I am developing a straight packet sniffer like tcpdump, with a couple of additional threads that also implement packet logger since it is useful for network traffic debugging.
That sounds very much like a producer-consumer setup.
The main problem I've found in such cases is handling memory use sensibly. Logging a packet can take a relatively long time, and they tend to occur in bursts, so you do want to use a buffer to cache them.
Each IP packet can be up to 65535 bytes long, but typically they are much shorter. Depending on your read/receive mechanism, you almost always will do a memory move from the receive buffer to a queue item structure (that will include additional fields,
CLOCK_REALTIME timestamp at minimum). In some cases, you have a classifier thread, that examines each received packet, and either discards them, or forwards them to a processing queue/heap. (A heap is often useful if the packets have different logging/processing priorities; a priority or arrival-time min-heap is surprisingly powerful for this.)
The memory problem is that since some of the packets need to be kept longer than others, you get severe memory fragmentation. (In particular, it is important to remember that in most operating systems, chunks of memory of up to say 120k, allocated via
malloc(), are not returned to the OS when
free()d, just kept in the allocation pool for that particular process. This excarberates the memory fragmentation and memory use for a logger that just mallocs and frees each packet.)
There are several approaches used to mitigate this effect. You can use memory "caches" or "slabs", that contain fixed-size units. For example, you could have 1.5k (covering typical Ethernet 1500-byte payload packets), 3k, 6k, and so on, with earliest unused unit in each slab used first, with a separate index-to-slab slot mapping, so that an unit can be moved within the slab if necessary to significantly shrink it. (Yes, to access a slab, you'll end up dereferencing a "pointer" twice, but that cost is acceptable considering the memory use efficiency. IIRC, I first saw this in classic Mac OS, version 7.5, I believe.)
(Many developers have powerful workstations with SSD storage, and often miss how their applications behave on a more typical machine, especially one with a spinny-disk HDD; and their application can become a swap-happy memory hog if nothing happens for long enough to the HDD to spin down, and then a stream of logged packets come in -- and due to the memory fragmentation, the OS cannot keep up with the memory use and I/O load at the same time, bogging everything down, and in the worst case, invokes the OOM killer... Yuk.)
Compared to the memory management details (to make the logger truly robust), the threads are almost trivial!
If you are implementing a transparent filter/logger, say on a small Linux SBC with two 1GbE interfaces, then surprisingly the memory management becomes simpler, as the underlying protocol is allowed to drop packets due to congestion. (When logging, you really should try to avoid that happening.) Such bridge gadgets are especially useful in analyzing exactly what internet traffic some devices have, and also to act as hyper-paranoid firewalls/loggers for experimental networks (say, isolating a subnet with devices that use customized IP stacks, or IP stacks you developed yourself).
This is exactly the kind of task where software development really becomes software engineering. You cannot rely on standards and assumptions on what "should" happen or almost always happens; it needs to be careful and robust. For debugging reasons, you need to check for errors even if those errors rarely occur in practice; knowing where reality first differed from expectations when things go b0rk is important. Otherwise, your service is like a voltmeter that draws a significant current from what it is measuring, affecting the system being logged so badly that the results are completely irrelevant.
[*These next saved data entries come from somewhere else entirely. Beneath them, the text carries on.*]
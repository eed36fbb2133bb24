//! OpenAiResponsesProvider -- concrete [`InferenceProvider`] for the OpenAI
//! Responses API (`POST /responses`).
//!
//! The API key is wrapped in [`secrecy::SecretString`] and is only exposed
//! when building the `Authorization` header.

use std::time::Duration;

use secrecy::{ExposeSecret, SecretString};

use chatstudio_core::llm::provider::{InferenceProvider, ProviderFactory};
use chatstudio_types::llm::{InferenceRequest, InferenceResponse, LlmError};

use super::types::{ErrorEnvelope, ReasoningConfig, ResponsesRequest, ResponsesResponse};

/// Default API root.
pub const DEFAULT_BASE_URL: &str = "https://api.openai.com/v1";

/// OpenAI Responses API provider.
pub struct OpenAiResponsesProvider {
    client: reqwest::Client,
    api_key: SecretString,
    base_url: String,
}

impl OpenAiResponsesProvider {
    /// Create a provider with the given credential and request timeout.
    pub fn new(api_key: SecretString, timeout: Duration) -> Result<Self, LlmError> {
        let client = reqwest::Client::builder()
            .timeout(timeout)
            .build()
            .map_err(|e| LlmError::Provider {
                message: format!("failed to create HTTP client: {e}"),
            })?;

        Ok(Self {
            client,
            api_key,
            base_url: DEFAULT_BASE_URL.to_string(),
        })
    }

    /// Override the base URL (useful for testing or proxies).
    pub fn with_base_url(mut self, base_url: impl Into<String>) -> Self {
        self.base_url = base_url.into().trim_end_matches('/').to_string();
        self
    }

    fn url(&self, path: &str) -> String {
        format!("{}{}", self.base_url, path)
    }

    fn to_responses_request(request: &InferenceRequest) -> ResponsesRequest {
        ResponsesRequest {
            model: request.model.clone(),
            input: request.input.clone(),
            temperature: request.temperature,
            reasoning: ReasoningConfig {
                effort: request.reasoning_effort.to_string(),
            },
        }
    }
}

// No Debug derive: keeps the credential-bearing struct out of log output.

impl InferenceProvider for OpenAiResponsesProvider {
    fn name(&self) -> &str {
        "openai"
    }

    async fn respond(&self, request: &InferenceRequest) -> Result<InferenceResponse, LlmError> {
        let body = Self::to_responses_request(request);
        let url = self.url("/responses");

        let response = self
            .client
            .post(&url)
            .bearer_auth(self.api_key.expose_secret())
            .json(&body)
            .send()
            .await
            .map_err(|e| LlmError::Network(format!("HTTP request failed: {e}")))?;

        let status = response.status();
        if !status.is_success() {
            let retry_after_ms = retry_after_ms(response.headers());
            let error_body = response.text().await.unwrap_or_default();
            let message = serde_json::from_str::<ErrorEnvelope>(&error_body)
                .map(|env| env.error.message)
                .unwrap_or(error_body);

            return Err(match status.as_u16() {
                401 | 403 => LlmError::AuthenticationFailed,
                400 | 404 | 422 => LlmError::InvalidRequest(message),
                429 => LlmError::RateLimited { retry_after_ms },
                500..=599 => LlmError::Overloaded(format!("HTTP {status}: {message}")),
                _ => LlmError::Provider {
                    message: format!("HTTP {status}: {message}"),
                },
            });
        }

        let parsed: ResponsesResponse = response
            .json()
            .await
            .map_err(|e| LlmError::Deserialization(format!("failed to parse response: {e}")))?;

        let output_text = parsed
            .text()
            .ok_or_else(|| LlmError::Deserialization("response contained no output text".into()))?;

        Ok(InferenceResponse { output_text })
    }
}

/// Longest server-requested wait honoured before a retry.
const MAX_RETRY_AFTER_MS: u64 = 60_000;

/// Parse a `retry-after` header given in whole seconds, capped at
/// [`MAX_RETRY_AFTER_MS`].
fn retry_after_ms(headers: &reqwest::header::HeaderMap) -> Option<u64> {
    let secs = headers
        .get(reqwest::header::RETRY_AFTER)?
        .to_str()
        .ok()?
        .trim()
        .parse::<u64>()
        .ok()?;
    Some(secs.saturating_mul(1000).min(MAX_RETRY_AFTER_MS))
}

/// Builds an [`OpenAiResponsesProvider`] for each turn's credential.
#[derive(Debug, Clone)]
pub struct OpenAiProviderFactory {
    base_url: String,
    timeout: Duration,
}

impl OpenAiProviderFactory {
    pub fn new(base_url: impl Into<String>, timeout: Duration) -> Self {
        Self {
            base_url: base_url.into(),
            timeout,
        }
    }
}

impl ProviderFactory for OpenAiProviderFactory {
    type Provider = OpenAiResponsesProvider;

    fn build(&self, api_key: &str) -> Result<Self::Provider, LlmError> {
        let provider = OpenAiResponsesProvider::new(SecretString::from(api_key), self.timeout)?;
        Ok(provider.with_base_url(self.base_url.clone()))
    }
}
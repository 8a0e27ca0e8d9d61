//! Coach slice: clients, plans and the derived dashboard statistics.
//!
//! The collections are private so they can only change through
//! [`CoachState::reduce`], which recomputes the statistics after every
//! change.

use crate::domain::services::{ClientFilter, DashboardStats};
use crate::domain::{Client, Plan};

use super::request_log::{RequestLog, RequestStatus};

/// Async operations handled by the coach slice.
#[derive(Debug, Clone, Copy, PartialEq, Eq, Hash)]
pub enum CoachOperation {
    LoadClients,
    LoadPlans,
    AddClient,
    UpdateClient,
    DeleteClient,
    AddPlan,
    UpdatePlan,
    DeletePlan,
}

impl CoachOperation {
    pub fn as_str(&self) -> &'static str {
        match self {
            Self::LoadClients => "load_clients",
            Self::LoadPlans => "load_plans",
            Self::AddClient => "add_client",
            Self::UpdateClient => "update_client",
            Self::DeleteClient => "delete_client",
            Self::AddPlan => "add_plan",
            Self::UpdatePlan => "update_plan",
            Self::DeletePlan => "delete_plan",
        }
    }
}

impl std::fmt::Display for CoachOperation {
    fn fmt(&self, f: &mut std::fmt::Formatter<'_>) -> std::fmt::Result {
        f.write_str(self.as_str())
    }
}

/// Transitions of the coach slice.
#[derive(Debug, Clone, PartialEq)]
pub enum CoachAction {
    Pending(CoachOperation),
    ClientsLoaded(Vec<Client>),
    PlansLoaded(Vec<Plan>),
    ClientAdded(Client),
    ClientUpdated(Client),
    ClientDeleted(String),
    PlanAdded(Plan),
    PlanUpdated(Plan),
    PlanDeleted(String),
    Rejected { operation: CoachOperation, message: String },
    ClearError,
    ClearData,
}

impl CoachAction {
    /// The operation a fulfilled action settles.
    fn fulfilled_operation(&self) -> Option<CoachOperation> {
        match self {
            Self::ClientsLoaded(_) => Some(CoachOperation::LoadClients),
            Self::PlansLoaded(_) => Some(CoachOperation::LoadPlans),
            Self::ClientAdded(_) => Some(CoachOperation::AddClient),
            Self::ClientUpdated(_) => Some(CoachOperation::UpdateClient),
            Self::ClientDeleted(_) => Some(CoachOperation::DeleteClient),
            Self::PlanAdded(_) => Some(CoachOperation::AddPlan),
            Self::PlanUpdated(_) => Some(CoachOperation::UpdatePlan),
            Self::PlanDeleted(_) => Some(CoachOperation::DeletePlan),
            _ => None,
        }
    }
}

/// Coach data state.
#[derive(Debug, Clone, Default, PartialEq)]
pub struct CoachState {
    clients: Vec<Client>,
    plans: Vec<Plan>,
    is_loading: bool,
    error: Option<String>,
    stats: DashboardStats,
    requests: RequestLog<CoachOperation>,
}

impl CoachState {
    /// Clients, newest additions first.
    pub fn clients(&self) -> &[Client] {
        &self.clients
    }

    /// Plans, newest additions first.
    pub fn plans(&self) -> &[Plan] {
        &self.plans
    }

    pub fn is_loading(&self) -> bool {
        self.is_loading
    }

    pub fn error(&self) -> Option<&str> {
        self.error.as_deref()
    }

    /// Statistics computed from the current clients and plans.
    pub fn stats(&self) -> &DashboardStats {
        &self.stats
    }

    pub fn status(&self, operation: CoachOperation) -> RequestStatus {
        self.requests.status(operation)
    }

    pub fn client(&self, id: &str) -> Option<&Client> {
        self.clients.iter().find(|c| c.id == id)
    }

    pub fn plan(&self, id: &str) -> Option<&Plan> {
        self.plans.iter().find(|p| p.id == id)
    }

    /// Clients matching a status filter and search query.
    pub fn filtered_clients(&self, filter: ClientFilter, query: &str) -> Vec<&Client> {
        filter.apply(&self.clients, query)
    }

    /// Apply one transition.
    pub fn reduce(&mut self, action: CoachAction) {
        if let Some(operation) = action.fulfilled_operation() {
            self.requests.finish(operation, RequestStatus::Fulfilled);
            self.is_loading = self.requests.is_busy();
            self.error = None;
        }

        match action {
            CoachAction::Pending(operation) => {
                self.requests.begin(operation);
                self.is_loading = true;
                self.error = None;
            }
            CoachAction::ClientsLoaded(clients) => {
                self.clients = clients;
                self.recompute();
            }
            CoachAction::PlansLoaded(plans) => {
                self.plans = plans;
                self.recompute();
            }
            CoachAction::ClientAdded(client) => {
                self.clients.insert(0, client);
                self.recompute();
            }
            CoachAction::ClientUpdated(client) => {
                match self.clients.iter_mut().find(|c| c.id == client.id) {
                    Some(slot) => *slot = client,
                    None => tracing::debug!(client_id = %client.id, "updated client not in local state"),
                }
                self.recompute();
            }
            CoachAction::ClientDeleted(id) => {
                self.clients.retain(|c| c.id != id);
                self.recompute();
            }
            CoachAction::PlanAdded(plan) => {
                self.plans.insert(0, plan);
                self.recompute();
            }
            CoachAction::PlanUpdated(plan) => {
                match self.plans.iter_mut().find(|p| p.id == plan.id) {
                    Some(slot) => *slot = plan,
                    None => tracing::debug!(plan_id = %plan.id, "updated plan not in local state"),
                }
                self.recompute();
            }
            CoachAction::PlanDeleted(id) => {
                self.plans.retain(|p| p.id != id);
                self.recompute();
            }
            CoachAction::Rejected { operation, message } => {
                self.requests.finish(operation, RequestStatus::Rejected);
                self.is_loading = self.requests.is_busy();
                self.error = Some(message);
            }
            CoachAction::ClearError => self.error = None,
            CoachAction::ClearData => {
                self.clients.clear();
                self.plans.clear();
                self.recompute();
            }
        }
    }

    fn recompute(&mut self) {
        self.stats = DashboardStats::compute(&self.clients, &self.plans);
    }
}
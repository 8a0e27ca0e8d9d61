//! Health Check and Metrics API Tests

use serde_json::Value;

use crate::common::TestApp;

#[tokio::test]
async fn test_health_check_returns_json() {
    let app = TestApp::new();

    let response = app.server.get("/health").await;

    response.assert_status_ok();
    let body: Value = response.json();
    assert_eq!(body["status"], "healthy");
    assert_eq!(body["version"], env!("CARGO_PKG_VERSION"));
}

#[tokio::test]
async fn test_liveness_probe() {
    let app = TestApp::new();

    let response = app.server.get("/health/live").await;

    response.assert_status_ok();
    response.assert_json(&serde_json::json!({ "status": "alive" }));
}

#[tokio::test]
async fn test_metrics_endpoint_exposes_counters() {
    let app = TestApp::new();
    app.server.get("/health").await.assert_status_ok();

    let response = app.server.get("/metrics").await;

    response.assert_status_ok();
    assert!(response.text().contains("athletica_http_requests_total"));
}
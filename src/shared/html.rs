//! HTML escaping for server-rendered pages.

/// Escape text for safe inclusion in HTML element content and attribute values.
pub fn escape(input: &str) -> String {
    let mut out = String::with_capacity(input.len());
    for ch in input.chars() {
        match ch {
            '&' => out.push_str("&amp;"),
            '<' => out.push_str("&lt;"),
            '>' => out.push_str("&gt;"),
            '"' => out.push_str("&quot;"),
            '\'' => out.push_str("&#x27;"),
            _ => out.push(ch),
        }
    }
    out
}
//! Health Check Handlers
//!
//! # Endpoints
//! - `GET /health` - Status, version and uptime
//! - `GET /health/live` - Liveness probe

use axum::Json;
use chrono::{DateTime, Utc};
use once_cell::sync::Lazy;
use serde::Serialize;
use std::time::Instant;

static SERVER_START: Lazy<Instant> = Lazy::new(Instant::now);
static SERVER_START_TIME: Lazy<DateTime<Utc>> = Lazy::new(Utc::now);

/// Pin the server start time (call during startup)
pub fn init_server_start() {
    Lazy::force(&SERVER_START);
    Lazy::force(&SERVER_START_TIME);
}

#[derive(Debug, Serialize)]
pub struct HealthResponse {
    pub status: &'static str,
    pub version: &'static str,
    pub uptime_seconds: u64,
    pub started_at: String,
}

#[derive(Debug, Serialize)]
pub struct LivenessResponse {
    pub status: &'static str,
}

pub async fn health_check() -> Json<HealthResponse> {
    Json(HealthResponse {
        status: "healthy",
        version: env!("CARGO_PKG_VERSION"),
        uptime_seconds: SERVER_START.elapsed().as_secs(),
        started_at: SERVER_START_TIME.to_rfc3339(),
    })
}

/// Liveness probe; 200 while the process serves requests
pub async fn liveness() -> Json<LivenessResponse> {
    Json(LivenessResponse { status: "alive" })
}
//! Admin Page API Tests

use axum::http::StatusCode;
use serde_json::json;

use crate::common::{TestApp, ADMIN_PASSWORD};

#[tokio::test]
async fn test_admin_denied_without_password() {
    let app = TestApp::new();

    let response = app.server.get("/admin").await;

    response.assert_status(StatusCode::FORBIDDEN);
    assert!(response.text().contains("Access Denied"));
}

#[tokio::test]
async fn test_admin_denied_with_wrong_password() {
    let app = TestApp::new();

    let response = app
        .server
        .get("/admin")
        .add_query_param("auth", "wrong-password")
        .await;

    response.assert_status(StatusCode::FORBIDDEN);
}

#[tokio::test]
async fn test_admin_disabled_when_unconfigured() {
    let app = TestApp::with_admin_password(None);

    let response = app.server.get("/admin").add_query_param("auth", "").await;

    response.assert_status(StatusCode::FORBIDDEN);
}

#[tokio::test]
async fn test_admin_lists_escaped_submissions_newest_first() {
    let app = TestApp::new();
    for (name, message) in [("First", "hello"), ("Second", "<script>x</script>")] {
        app.server
            .post("/submit")
            .json(&json!({ "name": name, "email": "a@example.com", "message": message }))
            .await
            .assert_status_ok();
    }

    let response = app
        .server
        .get("/admin")
        .add_query_param("auth", ADMIN_PASSWORD)
        .await;

    response.assert_status_ok();
    let page = response.text();
    assert!(page.contains("Total Submissions: 2"));
    assert!(page.contains("&lt;script&gt;x&lt;/script&gt;"));
    assert!(!page.contains("<script>x</script>"));
    let first = page.find("First").unwrap();
    let second = page.find("Second").unwrap();
    assert!(second < first);
}
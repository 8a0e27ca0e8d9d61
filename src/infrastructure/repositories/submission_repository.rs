//! JSON-file submission repository.
//!
//! Submissions are kept as one JSON array on disk, rewritten on every append.

use std::path::PathBuf;

use async_trait::async_trait;
use tokio::fs;
use tokio::sync::Mutex;

use crate::domain::{ContactSubmission, SubmissionError, SubmissionRepository};

/// Submission repository backed by a JSON array file.
pub struct JsonFileSubmissionRepository {
    path: PathBuf,
    /// Serializes read-modify-write cycles
    write_lock: Mutex<()>,
}

impl JsonFileSubmissionRepository {
    pub fn new(path: impl Into<PathBuf>) -> Self {
        Self {
            path: path.into(),
            write_lock: Mutex::new(()),
        }
    }

    /// Stored submissions in file order. A missing or corrupt file reads as empty.
    async fn load(&self) -> Result<Vec<ContactSubmission>, SubmissionError> {
        let bytes = match fs::read(&self.path).await {
            Ok(bytes) => bytes,
            Err(e) if e.kind() == std::io::ErrorKind::NotFound => return Ok(Vec::new()),
            Err(e) => return Err(e.into()),
        };

        match serde_json::from_slice(&bytes) {
            Ok(submissions) => Ok(submissions),
            Err(e) => {
                tracing::warn!(
                    path = %self.path.display(),
                    error = %e,
                    "Submissions file is not a valid JSON array, starting fresh"
                );
                Ok(Vec::new())
            }
        }
    }
}

#[async_trait]
impl SubmissionRepository for JsonFileSubmissionRepository {
    async fn append(&self, submission: &ContactSubmission) -> Result<(), SubmissionError> {
        let _guard = self.write_lock.lock().await;

        let mut submissions = self.load().await?;
        submissions.push(submission.clone());

        if let Some(parent) = self.path.parent() {
            if !parent.as_os_str().is_empty() {
                fs::create_dir_all(parent).await?;
            }
        }
        let body = serde_json::to_vec_pretty(&submissions)?;
        fs::write(&self.path, body).await?;

        tracing::debug!(total = submissions.len(), "Submission stored");
        Ok(())
    }

    async fn list_newest_first(&self) -> Result<Vec<ContactSubmission>, SubmissionError> {
        let mut submissions = self.load().await?;
        submissions.reverse();
        Ok(submissions)
    }
}
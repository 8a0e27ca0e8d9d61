//! Application settings and configuration structures.

use std::path::PathBuf;
use std::time::Duration;

use config::{Config, ConfigError, Environment, File};
use serde::Deserialize;

/// Root configuration structure containing all application settings.
#[derive(Debug, Clone, Deserialize)]
pub struct Settings {
    /// Server configuration (host, port)
    pub server: ServerSettings,

    /// Contact form and admin page
    pub contact: ContactSettings,

    /// CORS configuration
    pub cors: CorsSettings,

    /// Mock data service behavior
    pub mock_api: MockApiSettings,

    /// Current environment (development, staging, production)
    pub environment: String,
}

/// Server binding configuration.
#[derive(Debug, Clone, Deserialize)]
pub struct ServerSettings {
    /// Host address to bind to (e.g., "0.0.0.0")
    pub host: String,

    /// Port number to listen on
    pub port: u16,
}

/// Marketing-site contact form configuration.
#[derive(Debug, Clone, Deserialize)]
pub struct ContactSettings {
    /// Directory with the static marketing site (index.html, assets)
    pub site_dir: PathBuf,

    /// JSON file the submissions are appended to
    pub submissions_file: PathBuf,

    /// Password for the `/admin` listing; the page is locked when unset
    pub admin_password: Option<String>,
}

/// CORS configuration.
#[derive(Debug, Clone, Deserialize)]
pub struct CorsSettings {
    /// Allowed origins (comma-separated in env)
    pub allowed_origins: Vec<String>,
}

/// Mock data service configuration.
#[derive(Debug, Clone, Default, Deserialize)]
pub struct MockApiSettings {
    /// Simulated latency per operation family
    #[serde(default)]
    pub latency: LatencyProfile,
}

/// Simulated latency per operation family, in milliseconds.
#[derive(Debug, Clone, Copy, PartialEq, Eq, Deserialize)]
#[serde(default)]
pub struct LatencyProfile {
    /// Sign-in and sign-up
    pub auth_ms: u64,
    pub sign_out_ms: u64,
    /// Social sign-in
    pub social_ms: u64,
    pub forgot_password_ms: u64,
    /// `get_clients` / `get_plans`
    pub read_ms: u64,
    pub create_ms: u64,
    /// Record and profile updates
    pub update_ms: u64,
    pub delete_ms: u64,
    pub upload_ms: u64,
}

impl Default for LatencyProfile {
    fn default() -> Self {
        Self {
            auth_ms: 800,
            sign_out_ms: 300,
            social_ms: 1000,
            forgot_password_ms: 1000,
            read_ms: 500,
            create_ms: 800,
            update_ms: 600,
            delete_ms: 500,
            upload_ms: 2000,
        }
    }
}

impl LatencyProfile {
    /// No simulated latency at all.
    pub fn instant() -> Self {
        Self {
            auth_ms: 0,
            sign_out_ms: 0,
            social_ms: 0,
            forgot_password_ms: 0,
            read_ms: 0,
            create_ms: 0,
            update_ms: 0,
            delete_ms: 0,
            upload_ms: 0,
        }
    }

    /// Convert a millisecond setting into a `Duration`.
    pub fn duration(ms: u64) -> Duration {
        Duration::from_millis(ms)
    }
}

/// Minimum required length for the admin password
pub const MIN_ADMIN_PASSWORD_LENGTH: usize = 8;

impl Settings {
    /// Load settings from environment variables and configuration files.
    ///
    /// The loading order is:
    /// 1. config/default.toml (base configuration)
    /// 2. config/{RUN_ENV}.toml (environment-specific overrides)
    /// 3. Environment variables (highest priority)
    ///
    /// # Errors
    ///
    /// Returns `ConfigError` if configuration cannot be loaded or parsed,
    /// or if a configured admin password is too short.
    pub fn load() -> Result<Self, ConfigError> {
        // Load .env file if present (ignore errors if not found)
        let _ = dotenvy::dotenv();

        // Determine the running environment
        let environment = std::env::var("RUN_ENV").unwrap_or_else(|_| "development".into());
        let latency = LatencyProfile::default();

        Config::builder()
            // Start with default values
            .set_default("environment", environment.clone())?
            .set_default("server.host", "0.0.0.0")?
            .set_default("server.port", 8080)?
            .set_default("contact.site_dir", "athletica-site")?
            .set_default("contact.submissions_file", "data/submissions.json")?
            .set_default("cors.allowed_origins", Vec::<String>::new())?
            .set_default("mock_api.latency.auth_ms", latency.auth_ms)?
            .set_default("mock_api.latency.sign_out_ms", latency.sign_out_ms)?
            .set_default("mock_api.latency.social_ms", latency.social_ms)?
            .set_default("mock_api.latency.forgot_password_ms", latency.forgot_password_ms)?
            .set_default("mock_api.latency.read_ms", latency.read_ms)?
            .set_default("mock_api.latency.create_ms", latency.create_ms)?
            .set_default("mock_api.latency.update_ms", latency.update_ms)?
            .set_default("mock_api.latency.delete_ms", latency.delete_ms)?
            .set_default("mock_api.latency.upload_ms", latency.upload_ms)?
            // Load from config files
            .add_source(File::with_name("config/default").required(false))
            .add_source(File::with_name(&format!("config/{}", environment)).required(false))
            // Load from environment variables
            // APP__SERVER__PORT=8080 -> server.port = 8080
            .add_source(
                Environment::default()
                    .prefix("APP")
                    .separator("__")
                    .try_parsing(true),
            )
            // Map simple environment variables
            .set_override_option("server.host", std::env::var("SERVER_HOST").ok())?
            .set_override_option("server.port", std::env::var("SERVER_PORT").ok())?
            .set_override_option(
                "contact.admin_password",
                std::env::var("ADMIN_PASSWORD").ok(),
            )?
            .set_override_option(
                "contact.submissions_file",
                std::env::var("SUBMISSIONS_FILE").ok(),
            )?
            .build()?
            .try_deserialize()
            .and_then(|settings: Self| settings.validate())
    }

    /// Reject settings that would leave the admin page weakly protected.
    pub fn validate(self) -> Result<Self, ConfigError> {
        if let Some(password) = &self.contact.admin_password {
            if password.len() < MIN_ADMIN_PASSWORD_LENGTH {
                return Err(ConfigError::Message(format!(
                    "Admin password must be at least {} characters. Current length: {}",
                    MIN_ADMIN_PASSWORD_LENGTH,
                    password.len()
                )));
            }
        }
        Ok(self)
    }

    /// Get the full server address as a string.
    pub fn server_addr(&self) -> String {
        format!("{}:{}", self.server.host, self.server.port)
    }
}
On the other hand, this is an excellent opportunity to exercise proper engineering principles, from source control (are you using Git yet?), to unit testing. For example, when you implement the packet management stuff (as header and source files), you can write a test program that stress-tests it using generated packets, and measures the memory use/fragmentation, and speed. If you write a new one, you can use that test program to verify the new one is actually better. Similarly for the thread management and other stuff.
Do not forget to keep your documentation up to date! In the code, the comments should describe your intent, the overall purpose of the code, and not what the code does. We can read the code, so we can tell what it does; but we humans won't know
why, unless the developer explained the reasons or described the algorithm in comments.
Again, if you run into problems or out of ideas on how to implement some specific scenario, do ping me; I'd be happy to help anyone interested in writing robust POSIX C code.